Mindy slid onto the stool behind the counter. When Jessica joined her, she laid a hand on her friend’s, her eyes welling with sympathy. “I know the holidays have been pretty hard on you since Dennis died.”
Jessica nodded and swallowed the lump in her throat. Two years and yet there were days when it felt like yesterday. “Christmas just isn’t the same without him.” She glanced at the pictures on the wall, a collection of images featuring happier days with Mr. and Mrs. Claus—Jessica and Dennis Patterson.

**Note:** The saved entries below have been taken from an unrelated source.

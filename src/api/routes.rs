use std::sync::Arc;

use axum::{
    extract::{Query, State},
    routing::{get, post},
    Json, Router,
};
use chrono::NaiveDate;
use serde::{Deserialize, Serialize};

use crate::api::health::{EngineStats, EngineStatsSnapshot};
use crate::api::latency::LatencyStats;
use crate::error::AppError;
use crate::refresh::{KeyStatus, RefreshController, RefreshOutcome, SnapshotOrigin};
use crate::types::{
    current_et_date, season_bounds, season_label_for_date, MatchupSnapshot, PlayerCard, SnapshotKey,
    Window,
};

#[derive(Clone)]
pub struct ApiState {
    pub controller: Arc<RefreshController>,
    pub stats: Arc<EngineStats>,
    pub latency: Arc<LatencyStats>,
    /// Default for `recompute` when the refresh request omits it.
    pub eager_refresh: bool,
}

pub fn router(state: ApiState) -> Router {
    Router::new()
        .route("/api/matchups", get(get_matchups))
        .route("/api/refresh", post(post_refresh))
        .route("/api/player-card", get(get_player_card))
        .route("/api/status", get(get_status))
        .route("/api/meta", get(get_meta))
        .route("/health", get(get_health))
        .route("/stats/latency", get(get_stats_latency))
        .with_state(state)
}

// ---------------------------------------------------------------------------
// Query param structs
// ---------------------------------------------------------------------------

#[derive(Deserialize)]
pub struct MatchupsQuery {
    /// Slate date; defaults to today in US Eastern time.
    pub date: Option<NaiveDate>,
    pub window: Option<Window>,
}

#[derive(Deserialize)]
pub struct StatusQuery {
    pub date: Option<NaiveDate>,
}

#[derive(Deserialize)]
pub struct RefreshQuery {
    pub date: NaiveDate,
    pub recompute: Option<bool>,
    /// Refresh only this window; both when omitted.
    pub window: Option<Window>,
}

#[derive(Deserialize)]
pub struct PlayerCardQuery {
    pub player_id: u64,
    pub date: Option<NaiveDate>,
    pub window: Option<Window>,
}

// ---------------------------------------------------------------------------
// Response types
// ---------------------------------------------------------------------------

#[derive(Serialize)]
pub struct MatchupResponse {
    #[serde(flatten)]
    pub snapshot: MatchupSnapshot,
    pub origin: SnapshotOrigin,
}

#[derive(Serialize)]
pub struct PlayerCardResponse {
    #[serde(flatten)]
    pub card: PlayerCard,
    pub stale: bool,
}

#[derive(Serialize)]
pub struct StatusResponse {
    pub slate_date: NaiveDate,
    pub season: KeyStatus,
    pub last10: KeyStatus,
}

#[derive(Serialize)]
pub struct MetaResponse {
    pub season_label: String,
    pub current_date_et: NaiveDate,
    pub season_start: NaiveDate,
    pub season_end: NaiveDate,
}

#[derive(Serialize)]
pub struct HealthResponse {
    pub ok: bool,
    pub upstream_log_fetches: u64,
    pub engine: EngineStatsSnapshot,
}

#[derive(Serialize)]
pub struct LatencyResponse {
    pub samples: u64,
    pub p50_ms: Option<u64>,
    pub p95_ms: Option<u64>,
    pub p99_ms: Option<u64>,
    pub max_ms: Option<u64>,
}

// ---------------------------------------------------------------------------
// Handlers
// ---------------------------------------------------------------------------

async fn get_matchups(
    State(state): State<ApiState>,
    Query(params): Query<MatchupsQuery>,
) -> Result<Json<MatchupResponse>, AppError> {
    let slate_date = params.date.unwrap_or_else(current_et_date);
    let window = params.window.unwrap_or(Window::Season);

    let served = state.controller.get_matchups(slate_date, window).await?;
    Ok(Json(MatchupResponse {
        snapshot: Arc::unwrap_or_clone(served.snapshot),
        origin: served.origin,
    }))
}

async fn post_refresh(
    State(state): State<ApiState>,
    Query(params): Query<RefreshQuery>,
) -> Result<Json<RefreshOutcome>, AppError> {
    let recompute = params.recompute.unwrap_or(state.eager_refresh);
    let outcome = match params.window {
        Some(window) => {
            state
                .controller
                .refresh_window(SnapshotKey::new(params.date, window), recompute)
                .await?
        }
        None => state.controller.refresh(params.date, recompute).await?,
    };
    Ok(Json(outcome))
}

async fn get_player_card(
    State(state): State<ApiState>,
    Query(params): Query<PlayerCardQuery>,
) -> Result<Json<PlayerCardResponse>, AppError> {
    let slate_date = params.date.unwrap_or_else(current_et_date);
    let window = params.window.unwrap_or(Window::Season);

    let served = state
        .controller
        .player_card(params.player_id, slate_date, window)
        .await?;
    Ok(Json(PlayerCardResponse {
        card: served.card,
        stale: served.stale_inputs,
    }))
}

async fn get_status(
    State(state): State<ApiState>,
    Query(params): Query<StatusQuery>,
) -> Json<StatusResponse> {
    let slate_date = params.date.unwrap_or_else(current_et_date);
    let status = |window| state.controller.status(SnapshotKey::new(slate_date, window));
    Json(StatusResponse {
        slate_date,
        season: status(Window::Season),
        last10: status(Window::Last10),
    })
}

async fn get_meta() -> Result<Json<MetaResponse>, AppError> {
    let today = current_et_date();
    let season_label = season_label_for_date(today);
    let (season_start, season_end) = season_bounds(&season_label)
        .ok_or_else(|| AppError::Malformed(format!("bad season label {season_label}")))?;

    Ok(Json(MetaResponse {
        season_label,
        current_date_et: today,
        season_start,
        season_end,
    }))
}

async fn get_health(State(state): State<ApiState>) -> Json<HealthResponse> {
    Json(HealthResponse {
        ok: true,
        upstream_log_fetches: state.controller.upstream_log_fetches(),
        engine: state.stats.snapshot(),
    })
}

async fn get_stats_latency(State(state): State<ApiState>) -> Json<LatencyResponse> {
    let percentiles = state.latency.percentiles();
    Json(LatencyResponse {
        samples: state.latency.len(),
        p50_ms: percentiles.map(|p| p.0),
        p95_ms: percentiles.map(|p| p.1),
        p99_ms: percentiles.map(|p| p.2),
        max_ms: percentiles.map(|p| p.3),
    })
}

They’d started soon after they’d married fifteen years ago, donning the suits with padding, then as the pounds crept up on Dennis, he hadn’t needed the extra pillows. He’d looked good as he rounded, like a teddy bear she could curl into.
But those very pounds had been his undoing, putting a strain on his heart that it couldn’t handle. Yet he’d kept the doctor’s warnings from her, ignoring the ticking time bomb in his chest because he loved being Santa. Loved his life. And hated anything that would put a crimp in it. He’d been all about being jolly—and never about anything serious.
She’d loved that about Dennis, until she realized that was the very thing that had cost her the man she loved.
Every year, they’d played the Mr. and Mrs. Santa roles, delighting in the smiles on the children’s faces as they’d handed out toys and candy canes, putting on a real show at the annual Riverbend Town Winterfest. They’d posed for pictures, even built a sleigh and set up a little decorated house—a glorified shed, really—in the town park, where children could come and spend a few minutes visiting with Old St. Nick, telling him what they wished to see most under their Christmas tree.